車に背中を預けて待って居ると、南が駆け寄って来て。


「その立ち方、ときめきたくなくても…ときめくから止めて?」


助手席に乗り込むなり、言われて。

鈴木にも言われた、と答えると。


「だろうね。料理長は、自分で自覚してないと思うけど…完璧すぎるくらい、いい男なんだから、大半の女の子は普通に立っていても、ときめくんだよ」


何だよ?それ。

なら、どんな立ち方すりゃいいんだよ!

前髪を掻き上げれば。


「もう!それも、ときめく!」


いちいち、仕草のひとつひとつに言われたら……


「なんにも、出来ねぇのかよ?楽な態勢で立たせてくれよ?前髪くらい掻きあげさせてくれよ?」


笑いながら、カッコいいって自覚持ってよ、と。


どこが?


「全部よ。背も高いし、スタイルもいい。

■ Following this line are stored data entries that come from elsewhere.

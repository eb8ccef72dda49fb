//! Delta chain discovery
//!
//! Starting from the requested representation, every link's header is read
//! and the chain is followed through its `DELTA <rev> <item> <size>` base
//! pointers until a plain base, a self-delta, a container-embedded base or
//! a cached combined window ends it.

use std::sync::Arc;

use bytes::Bytes;
use tracing::trace;

use crate::cache::{CacheHierarchy, RepKey, WindowKey};
use crate::config::FsConfig;
use crate::container::{is_container_header, RepsContainer};
use crate::error::{CorruptAt, FsError, Result};
use crate::ids::ContainerId;
use crate::locator::{SharedFile, StorageLocator};
use crate::representation::{RepHeader, Representation};
use crate::svndiff::DeltaCodec;

/// Everything a read needs, cheap to clone
#[derive(Clone)]
pub struct ReadContext {
    pub storage: Arc<StorageLocator>,
    pub codec: Arc<dyn DeltaCodec>,
    pub caches: Arc<CacheHierarchy>,
    pub config: Arc<FsConfig>,
}

/// One delta link of a chain, bound to an open file
pub struct ReadState {
    pub file: SharedFile,
    pub container: ContainerId,
    pub item: u64,
    pub header: RepHeader,
    /// Absolute offset of the delta stream (its `SVN` magic)
    pub start: u64,
    /// Stored size, svndiff header included
    pub size: u64,
    /// Bytes of the stream consumed so far
    pub current: u64,
    pub version: u8,
    /// Index of the next window to be read
    pub chunk_index: u64,
}

impl ReadState {
    /// Windows are only cached for committed representations.
    pub fn window_key(&self, chunk: u64) -> Option<WindowKey> {
        self.container.revision().map(|rev| WindowKey {
            rev,
            item: self.item,
            chunk,
        })
    }

    pub fn rep_key(&self) -> Option<RepKey> {
        rep_key(&self.container, self.item)
    }

    pub fn is_exhausted(&self) -> bool {
        self.current >= self.size
    }
}

pub(crate) fn rep_key(container: &ContainerId, item: u64) -> Option<RepKey> {
    container.revision().map(|rev| RepKey { rev, item })
}

/// Where the base of a chain comes from
pub enum BaseSource {
    /// A `PLAIN` representation on disk
    Plain { file: SharedFile, start: u64 },
    /// A combined window from the cache; it holds the link's whole contents
    Cached(Bytes),
    /// A sub-item of a representation container
    Container(Bytes),
}

/// Plain bytes at the bottom of a chain
pub struct BaseState {
    pub source: BaseSource,
    pub size: u64,
    pub current: u64,
}

impl BaseState {
    fn cached(bytes: Bytes) -> Self {
        Self {
            size: bytes.len() as u64,
            source: BaseSource::Cached(bytes),
            current: 0,
        }
    }

    fn container(bytes: Bytes) -> Self {
        Self {
            size: bytes.len() as u64,
            source: BaseSource::Container(bytes),
            current: 0,
        }
    }
}

/// Resolved chain, head link first
pub struct Chain {
    pub links: Vec<ReadState>,
    pub base: Option<BaseState>,
}

impl Chain {
    /// The expanded size of the head representation. Old formats record
    /// zero for "unknown"; the size is then taken from the chain itself.
    pub fn expanded_size(&self, ctx: &ReadContext, rep: &Representation) -> Result<u64> {
        if rep.expanded_size != 0 {
            return Ok(rep.expanded_size);
        }
        let Some(head) = self.links.first() else {
            return Ok(self.base.as_ref().map_or(0, |base| base.size));
        };
        if head.size == ctx.codec.empty_delta_size() {
            return Ok(0);
        }

        // sum the target lengths of the head's windows
        let mut file = head.file.lock();
        file.seek(head.start + head.current)?;
        let mut pos = head.current;
        let mut total = 0u64;
        while pos < head.size {
            total += ctx
                .codec
                .skip_window(file.reader(), head.version)
                .map_err(|e| e.into_fs(file.path()))
                .corrupt_at(&head.container, head.start + pos)?;
            pos = file.position()? - head.start;
        }
        if pos != head.size {
            return Err(FsError::corrupt("Delta windows overrun the representation"))
                .corrupt_at(&head.container, head.start);
        }
        trace!("inferred expanded size {} for {}", total, rep);
        Ok(total)
    }
}

/// One opened link, before it is placed in a chain
pub enum Link {
    Delta(ReadState),
    Plain { file: SharedFile, start: u64 },
    Container(Bytes),
}

/// Builds [`Chain`]s
pub struct ChainResolver<'a> {
    ctx: &'a ReadContext,
}

impl<'a> ChainResolver<'a> {
    pub fn new(ctx: &'a ReadContext) -> Self {
        Self { ctx }
    }

    /// Open the representation stored at `item` of `container` and read its
    /// header (and svndiff header, for deltas).
    pub fn open_link(
        &self,
        container: &ContainerId,
        item: u64,
        size: u64,
        hint: Option<&SharedFile>,
    ) -> Result<Link> {
        let opened = self.ctx.storage.open_and_seek(container, item, hint)?;
        let mut file = opened.file.lock();

        let line = file.read_line().corrupt_at(container, opened.offset)?;
        if is_container_header(&line) {
            if container.is_txn() || !self.ctx.storage.format().is_logical() {
                return Err(FsError::corrupt("Representation container outside a logically addressed revision"))
                    .corrupt_at(container, opened.offset);
            }
            let reps = RepsContainer::read_body(&line, file.reader())
                .map_err(|e| e.with_path(file.path()))
                .corrupt_at(container, opened.offset)?;
            return Ok(Link::Container(reps.get(item).corrupt_at(container, opened.offset)?));
        }
        let header = RepHeader::parse(line.as_bytes()).corrupt_at(container, opened.offset)?;
        let start = file.position()?;
        if !header.is_delta() {
            drop(file);
            return Ok(Link::Plain {
                file: opened.file,
                start,
            });
        }

        let empty = self.ctx.codec.empty_delta_size();
        if size < empty {
            return Err(FsError::corrupt(format!(
                "Delta representation of {} bytes is too small",
                size
            )))
            .corrupt_at(container, opened.offset);
        }
        let mut magic = [0u8; 4];
        file.read_exact(&mut magic).corrupt_at(container, start)?;
        let version = self
            .ctx
            .codec
            .read_header(&magic)
            .map_err(FsError::from)
            .corrupt_at(container, start)?;
        drop(file);

        Ok(Link::Delta(ReadState {
            file: opened.file,
            container: container.clone(),
            item,
            header,
            start,
            size,
            current: empty,
            version,
            chunk_index: 0,
        }))
    }

    pub fn resolve(&self, rep: &Representation) -> Result<Chain> {
        let max = self.ctx.config.max_chain_length;
        let mut links: Vec<ReadState> = Vec::new();
        let mut container = rep.container.clone();
        let mut item = rep.item;
        let mut size = rep.size;

        loop {
            if let Some(key) = rep_key(&container, item) {
                if let Some(bytes) = self.ctx.caches.combined.get(&key) {
                    trace!("chain for {} ends at cached combined window r{}/{}", rep, key.rev, key.item);
                    return Ok(Chain {
                        links,
                        base: Some(BaseState::cached(bytes)),
                    });
                }
            }

            let hint = links.last().map(|link| link.file.clone());
            let link = match self.open_link(&container, item, size, hint.as_ref())? {
                Link::Delta(link) => link,
                Link::Plain { file, start } => {
                    let base = BaseState {
                        source: BaseSource::Plain { file, start },
                        size,
                        current: 0,
                    };
                    return Ok(Chain { links, base: Some(base) });
                }
                Link::Container(bytes) => {
                    self.cache_combined(&container, item, &bytes);
                    return Ok(Chain {
                        links,
                        base: Some(BaseState::container(bytes)),
                    });
                }
            };

            let next = match link.header {
                RepHeader::Delta {
                    base_rev,
                    base_item,
                    base_size,
                } => Some((base_rev, base_item, base_size)),
                _ => None,
            };
            links.push(link);
            if links.len() > max {
                tracing::warn!("delta chain starting at {} exceeds {} links", rep, max);
                return Err(FsError::ChainTooLong {
                    start: rep.to_string(),
                    max,
                });
            }

            match next {
                Some((base_rev, base_item, base_size)) => {
                    container = ContainerId::Rev(base_rev);
                    item = base_item;
                    size = base_size;
                }
                None => return Ok(Chain { links, base: None }),
            }
        }
    }

    fn cache_combined(&self, container: &ContainerId, item: u64, bytes: &Bytes) {
        if let Some(key) = rep_key(container, item) {
            if bytes.len() as u64 <= self.ctx.caches.max_combined_size() {
                self.ctx.caches.combined.set(key, bytes.clone());
            }
        }
    }
}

顔も綺麗って完璧じゃない!」


「陽介もだろ?」


「陽介さんもだけどね。背は料理長の方が高いでしょ?何センチ?」


「今年の健康診断では、178だったかな」


「ほらっ、陽介さんより3センチも高いじゃない!とにかく、自覚を持ちなさいよ。前の女に、口説かれるわよ?」


「口説かれねぇだろ?結婚してんだぞ?」


「瑠美さんの前例があるじゃない!」


そうだったな。

けど、あれは付き合ってた期間が違う。


「期間ね……私は何か嫌な予感しかしない。梓を泣かせなきゃ、別にいいんだけどね」


「泣かせねぇから、安心しろ」


「信じてるわよ」



まさか、この南の嫌な予感が当たるとはな。


マリッジに着くと、従業員入り口の前に。

そわそわしながら立っていた鈴木は、俺と南を視界に捕らえると。


助けてください!


「何があったの?」


南が訊くと、早織さんが梓に俺の事を言ったとか何とか。


「鈴木の説明、わかりづらいんだよ。けど、ありがとな。遅くなって悪い。とりあえず止めてくる」


少し震えているようにも見える鈴木の頭を撫でて。

二人の所へ足を向けた。



泣き虫なくせに、梓が気が強いことは、わかっていたから。